埋め込みプローブAPIと注入プローブAPIのもう一つの並行機能は、ThreadStateクラスを使用してスレッド状態を変更する機能です。再び、クラスは異なるパッケージで両方のAPIに存在します。
デプロイメント
JProfiler
UIでプロファイリングする際に埋め込みプローブを有効にするための特別な手順は必要ありません。ただし、最初のPayloadまたはSplitへの呼び出しが行われたときにのみプローブが登録されます。その時点でのみ、関連するプローブビューがJProfilerに作成されます。組み込みおよび注入プローブの場合のように、最初からプローブビューが表示されることを好む場合は、次のように呼び出すことができます。

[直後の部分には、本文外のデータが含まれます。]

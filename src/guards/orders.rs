//! Order-only guards: the line-item list and the status lifecycle.

use serde_json::Value;

use super::RequestContext;
use crate::entities::order::{Order, OrderStatus};
use crate::entities::whole_number;
use crate::errors::ApiError;

const STATUS_MESSAGE: &str =
    "Order must have a status of pending, preparing, out-for-delivery, or delivered.";
pub const DELIVERED_MESSAGE: &str = "A delivered order cannot be changed.";
pub const NOT_PENDING_MESSAGE: &str = "An order cannot be deleted unless it is pending.";

pub fn body_data_has_dishes_property(ctx: &RequestContext<Order>) -> Result<(), ApiError> {
    match ctx.field("dishes") {
        Some(Value::Array(items)) if !items.is_empty() => Ok(()),
        _ => Err(ApiError::BadRequest(
            "Order must include at least one dish.".into(),
        )),
    }
}

/// Reports the first line item whose quantity is missing, below one or not
/// an integer.
pub fn dishes_have_quantity(ctx: &RequestContext<Order>) -> Result<(), ApiError> {
    let Some(Value::Array(items)) = ctx.field("dishes") else {
        return Ok(());
    };
    let bad = items.iter().position(|item| {
        item.get("quantity")
            .and_then(whole_number)
            .map_or(true, |q| q < 1)
    });
    match bad {
        Some(index) => Err(ApiError::BadRequest(format!(
            "Dish {index} must have a quantity that is an integer greater than 0."
        ))),
        None => Ok(()),
    }
}

/// Update path: the new status must be a known one and may not be
/// `delivered`.
pub fn body_has_status_property(ctx: &RequestContext<Order>) -> Result<(), ApiError> {
    let status = ctx.field("status").and_then(OrderStatus::from_value);
    match status {
        None => Err(ApiError::BadRequest(STATUS_MESSAGE.into())),
        Some(s) if s.is_terminal() => Err(ApiError::BadRequest(DELIVERED_MESSAGE.into())),
        Some(_) => Ok(()),
    }
}

/// Update path: an order that has already been delivered stays as it is.
pub fn order_is_not_delivered(ctx: &RequestContext<Order>) -> Result<(), ApiError> {
    match ctx.resolved() {
        Some(order) if order.status.is_terminal() => {
            Err(ApiError::BadRequest(DELIVERED_MESSAGE.into()))
        }
        _ => Ok(()),
    }
}

/// Delete path: only pending orders may be removed.
pub fn order_status_is_pending(ctx: &RequestContext<Order>) -> Result<(), ApiError> {
    match ctx.resolved() {
        Some(order) if order.status == OrderStatus::Pending => Ok(()),
        _ => Err(ApiError::BadRequest(NOT_PENDING_MESSAGE.into())),
    }
}
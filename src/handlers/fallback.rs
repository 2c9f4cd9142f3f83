use actix_web::{error::JsonPayloadError, HttpRequest, HttpResponse};

use crate::errors::ApiError;

pub async fn path_not_found(req: HttpRequest) -> Result<HttpResponse, ApiError> {
    Err(ApiError::NotFound(format!("Path not found: {}", req.path())))
}

pub async fn method_not_allowed(req: HttpRequest) -> Result<HttpResponse, ApiError> {
    Err(ApiError::MethodNotAllowed(format!(
        "{} not allowed for {}",
        req.method(),
        req.path()
    )))
}

/// Malformed bodies get the same error shape as guard failures.
pub fn json_error(err: JsonPayloadError, _req: &HttpRequest) -> actix_web::Error {
    ApiError::BadRequest(format!("Invalid JSON body: {err}")).into()
}
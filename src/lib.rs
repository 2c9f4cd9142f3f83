pub mod config;
pub mod entities;
pub mod errors;
pub mod guards;
pub mod handlers;
pub mod ids;
pub mod repositories;
pub mod routes;
pub mod seed;
pub mod state;
pub mod telemetry;
pub mod dishes;
pub mod fallback;
pub mod health;
pub mod orders;
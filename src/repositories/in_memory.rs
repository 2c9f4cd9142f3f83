use async_trait::async_trait;
use std::collections::HashSet;
use std::sync::Arc;
use tokio::sync::RwLock;

use crate::entities::Resource;
use crate::errors::RepoErr;
use crate::repositories::{Precondition, Repository};

/// Vec-backed store; keeps insertion order so listings come back in the
/// order entities were created.
#[derive(Clone)]
pub struct InMemoryRepository<E> {
    inner: Arc<RwLock<Vec<E>>>,
}

impl<E> Default for InMemoryRepository<E> {
    fn default() -> Self {
        Self {
            inner: Arc::new(RwLock::new(Vec::new())),
        }
    }
}

impl<E: Resource> InMemoryRepository<E> {
    pub fn seeded(items: Vec<E>) -> Result<Self, RepoErr> {
        let mut seen = HashSet::new();
        for item in &items {
            if !seen.insert(item.id().to_string()) {
                return Err(RepoErr::Duplicate(item.id().to_string()));
            }
        }
        Ok(Self {
            inner: Arc::new(RwLock::new(items)),
        })
    }
}

#[async_trait]
impl<E: Resource> Repository<E> for InMemoryRepository<E> {
    async fn list(&self) -> Vec<E> {
        self.inner.read().await.clone()
    }

    async fn find_by_id(&self, id: &str) -> Option<E> {
        let items = self.inner.read().await;
        items.iter().find(|e| e.id() == id).cloned()
    }

    async fn insert(&self, entity: E) -> Result<E, RepoErr> {
        let mut items = self.inner.write().await;
        if items.iter().any(|e| e.id() == entity.id()) {
            return Err(RepoErr::Duplicate(entity.id().to_string()));
        }
        items.push(entity.clone());
        Ok(entity)
    }

    async fn update_if(&self, entity: E, precondition: &Precondition<E>) -> Result<E, RepoErr> {
        let mut items = self.inner.write().await;
        let slot = items
            .iter_mut()
            .find(|e| e.id() == entity.id())
            .ok_or_else(|| RepoErr::NotFound(entity.id().to_string()))?;
        if !precondition(&*slot) {
            return Err(RepoErr::PreconditionFailed(entity.id().to_string()));
        }
        *slot = entity.clone();
        Ok(entity)
    }

    async fn remove_at(&self, index: usize) -> Result<E, RepoErr> {
        let mut items = self.inner.write().await;
        if index >= items.len() {
            return Err(RepoErr::IndexOutOfRange(index));
        }
        Ok(items.remove(index))
    }

    async fn remove_if(&self, id: &str, precondition: &Precondition<E>) -> Result<E, RepoErr> {
        let mut items = self.inner.write().await;
        let index = items
            .iter()
            .position(|e| e.id() == id)
            .ok_or_else(|| RepoErr::NotFound(id.to_string()))?;
        if !precondition(&items[index]) {
            return Err(RepoErr::PreconditionFailed(id.to_string()));
        }
        Ok(items.remove(index))
    }
}

#[cfg(test)]
mod tests {
    use super::*;
    use crate::entities::dish::{Dish, DishFields};

    fn sample_dish(id: &str) -> Dish {
        Dish::new(
            id.to_string(),
            DishFields {
                name: format!("dish {id}"),
                description: "tasty".to_string(),
                price: 10,
                image_url: "https://img.example/x.png".to_string(),
            },
        )
    }

    #[tokio::test]
    async fn list_preserves_insertion_order() {
        let repo = InMemoryRepository::default();
        for id in ["c", "a", "b"] {
            repo.insert(sample_dish(id)).await.unwrap();
        }
        let ids: Vec<String> = repo.list().await.into_iter().map(|d| d.id).collect();
        assert_eq!(ids, vec!["c", "a", "b"]);
    }

    #[tokio::test]
    async fn insert_rejects_duplicate_id() {
        let repo = InMemoryRepository::default();
        repo.insert(sample_dish("a")).await.unwrap();
        let err = repo.insert(sample_dish("a")).await.unwrap_err();
        assert_eq!(err, RepoErr::Duplicate("a".into()));
        assert_eq!(repo.list().await.len(), 1);
    }

    #[tokio::test]
    async fn update_replaces_in_place() {
        let repo = InMemoryRepository::seeded(vec![sample_dish("a"), sample_dish("b")]).unwrap();
        let mut d = sample_dish("a");
        d.price = 99;
        repo.update(d).await.unwrap();

        let all = repo.list().await;
        assert_eq!(all[0].id, "a");
        assert_eq!(all[0].price, 99);
        assert_eq!(all[1].price, 10);
    }

    #[tokio::test]
    async fn update_missing_returns_not_found() {
        let repo = InMemoryRepository::<Dish>::default();
        let err = repo.update(sample_dish("ghost")).await.unwrap_err();
        assert_eq!(err, RepoErr::NotFound("ghost".into()));
    }

    #[tokio::test]
    async fn remove_if_and_remove_at() {
        let repo = InMemoryRepository::seeded(vec![
            sample_dish("a"),
            sample_dish("b"),
            sample_dish("c"),
        ])
        .unwrap();

        let removed = repo.remove_if("b", &|_| true).await.unwrap();
        assert_eq!(removed.id, "b");
        assert!(repo.find_by_id("b").await.is_none());

        let removed = repo.remove_at(0).await.unwrap();
        assert_eq!(removed.id, "a");
        assert_eq!(repo.remove_at(5).await.unwrap_err(), RepoErr::IndexOutOfRange(5));
        assert_eq!(
            repo.remove_if("nope", &|_| true).await.unwrap_err(),
            RepoErr::NotFound("nope".into())
        );
    }

    #[tokio::test]
    async fn failed_precondition_leaves_entity_in_place() {
        let repo = InMemoryRepository::seeded(vec![sample_dish("a")]).unwrap();

        let err = repo.remove_if("a", &|d: &Dish| d.price > 100).await.unwrap_err();
        assert_eq!(err, RepoErr::PreconditionFailed("a".into()));
        assert!(repo.find_by_id("a").await.is_some());

        let mut changed = sample_dish("a");
        changed.price = 500;
        let err = repo
            .update_if(changed, &|d: &Dish| d.price > 100)
            .await
            .unwrap_err();
        assert_eq!(err, RepoErr::PreconditionFailed("a".into()));
        assert_eq!(repo.find_by_id("a").await.unwrap().price, 10);
    }

    #[tokio::test]
    async fn precondition_sees_the_latest_write() {
        let repo = InMemoryRepository::seeded(vec![sample_dish("a")]).unwrap();
        let snapshot = repo.find_by_id("a").await.unwrap();

        let mut bumped = snapshot.clone();
        bumped.price = 11;
        repo.update(bumped).await.unwrap();

        let err = repo
            .remove_if("a", &move |d: &Dish| d.price == snapshot.price)
            .await
            .unwrap_err();
        assert_eq!(err, RepoErr::PreconditionFailed("a".into()));
    }

    #[test]
    fn seeded_rejects_duplicate_ids() {
        let err = InMemoryRepository::seeded(vec![sample_dish("a"), sample_dish("a")])
            .err()
            .unwrap();
        assert_eq!(err, RepoErr::Duplicate("a".into()));
    }
}
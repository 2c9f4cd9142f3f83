use serde::{Deserialize, Serialize};

use super::Resource;

#[derive(Debug, Clone, Serialize, Deserialize, PartialEq, Eq)]
pub struct Dish {
    pub id: String,
    pub name: String,
    pub description: String,
    #[serde(deserialize_with = "super::deserialize_whole_number")]
    pub price: u64,
    pub image_url: String,
}

/// Caller-supplied dish fields, accepted on create and update.
#[derive(Debug, Clone, Serialize, Deserialize)]
pub struct DishFields {
    pub name: String,
    pub description: String,
    #[serde(deserialize_with = "super::deserialize_whole_number")]
    pub price: u64,
    pub image_url: String,
}

impl Dish {
    pub fn new(id: String, fields: DishFields) -> Self {
        Self {
            id,
            name: fields.name,
            description: fields.description,
            price: fields.price,
            image_url: fields.image_url,
        }
    }

    /// Full replace of every mutable field; the id is kept.
    pub fn overwrite(&mut self, fields: DishFields) {
        self.name = fields.name;
        self.description = fields.description;
        self.price = fields.price;
        self.image_url = fields.image_url;
    }
}

impl Resource for Dish {
    const LABEL: &'static str = "Dish";

    fn id(&self) -> &str {
        &self.id
    }

    fn not_found(id: &str) -> String {
        format!("Dish id not found: {id}")
    }
}
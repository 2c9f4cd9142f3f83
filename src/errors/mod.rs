use actix_web::{http::StatusCode, HttpResponse, ResponseError};
use derive_more::Display;
use serde::{Deserialize, Serialize};

#[derive(Debug, Display, Clone, PartialEq, Eq)]
pub enum ApiError {
    #[display("{_0}")]
    BadRequest(String),
    #[display("{_0}")]
    NotFound(String),
    #[display("{_0}")]
    MethodNotAllowed(String),
    #[display("internal")]
    Internal,
}

/// Error body: `{ "status": 400, "message": "..." }`.
#[derive(Debug, Serialize, Deserialize)]
pub struct ErrBody {
    pub status: u16,
    pub message: String,
}

impl ResponseError for ApiError {
    fn status_code(&self) -> StatusCode {
        match self {
            Self::BadRequest(_) => StatusCode::BAD_REQUEST,
            Self::NotFound(_) => StatusCode::NOT_FOUND,
            Self::MethodNotAllowed(_) => StatusCode::METHOD_NOT_ALLOWED,
            Self::Internal => StatusCode::INTERNAL_SERVER_ERROR,
        }
    }

    fn error_response(&self) -> HttpResponse {
        let status = self.status_code();
        HttpResponse::build(status).json(ErrBody {
            status: status.as_u16(),
            message: self.to_string(),
        })
    }
}

#[derive(Debug, thiserror::Error, PartialEq, Eq)]
pub enum RepoErr {
    #[error("not found: {0}")]
    NotFound(String),
    #[error("duplicate id: {0}")]
    Duplicate(String),
    #[error("index out of range: {0}")]
    IndexOutOfRange(usize),
    #[error("precondition failed: {0}")]
    PreconditionFailed(String),
}

impl From<RepoErr> for ApiError {
    fn from(err: RepoErr) -> Self {
        match err {
            RepoErr::NotFound(id) => ApiError::NotFound(format!("id not found: {id}")),
            other => {
                tracing::error!(err = %other, "repository failure");
                ApiError::Internal
            }
        }
    }
}
use tracing_subscriber::{fmt::SubscriberBuilder, EnvFilter};

/// Installs the global `fmt` subscriber. Verbosity comes from `RUST_LOG`.
pub fn init() {
    SubscriberBuilder::default()
        .with_env_filter(EnvFilter::from_default_env())
        .with_target(false)
        .init();
}
use actix_web::{web, HttpResponse};
use serde::{Deserialize, Serialize};

use crate::state::AppState;

/// Liveness plus the size of each collection.
#[derive(Debug, Serialize, Deserialize)]
pub struct Health {
    pub status: String,
    pub dishes: usize,
    pub orders: usize,
}

pub async fn health(state: web::Data<AppState>) -> HttpResponse {
    HttpResponse::Ok().json(Health {
        status: "ok".into(),
        dishes: state.dishes.list().await.len(),
        orders: state.orders.list().await.len(),
    })
}
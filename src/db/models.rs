use serde::{Deserialize, Serialize};
use sqlx::FromRow;

/// A course row. Also the request payload for course create/update, where
/// any missing field decodes to its zero value and `id` is ignored.
#[derive(Debug, Clone, Default, PartialEq, Serialize, Deserialize, FromRow)]
#[serde(default)]
pub struct Course {
    pub id: i64,
    pub name: String,
}

/// A person row plus the materialized course membership.
///
/// `courses` is not a stored column: it is read from `person_course` after
/// the row itself and fully replaced on every write that carries it. A
/// payload without a `courses` field decodes to an empty list, which a
/// create/update then writes back as empty membership.
#[derive(Debug, Clone, Default, PartialEq, Serialize, Deserialize, FromRow)]
#[serde(default)]
pub struct Person {
    pub id: i64,
    pub first_name: String,
    pub last_name: String,
    #[serde(rename = "type")]
    #[sqlx(rename = "type")]
    pub person_type: String,
    pub age: i64,
    #[sqlx(skip)]
    pub courses: Vec<i64>,
}

/// Create responses: `{"id": <generated id>}`.
#[derive(Debug, Clone, Copy, Serialize, Deserialize)]
pub struct InsertedId {
    pub id: i64,
}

PayloadProbe.register(FooPayloadProbe.class);
ペイロードプローブの場合
SplitProbe.register(FooSplitProbe.class);
分割プローブの場合。
PayloadおよびSplitのメソッドを条件付きで呼び出すかどうかを検討しているかもしれません。オーバーヘッドを最小限に抑えるためにコマンドラインスイッチで制御するかもしれません。しかし、メソッドボディが空であるため、これは一般的には必要ありません。プロファイリングエージェントがアタッチされていない場合、ペイロード文字列の構築を除いてオーバーヘッドは発生しません。プローブイベントは微視的なスケールで生成されるべきではないことを考慮すると、それらは比較的まれに作成されるため、ペイロード文字列の構築は比較的無視できる努力であるべきです。
コンテナにとってのもう一つの懸念は、クラスパス上の外部依存関係を公開したくないかもしれないということです。コンテナのユーザーが埋め込みプローブAPIを使用することもでき、それが競合を引き起こす可能性があります。その場合、埋め込みプローブAPIを独自のパッケージにシェードすることができます。JProfilerはシェードされたパッケージを認識し、APIクラスを正しくインストゥルメントします。ビルド時のシェードが実用的でない場合は、ソースアーカイブを抽出し、クラスをプロジェクトの一部にすることができます。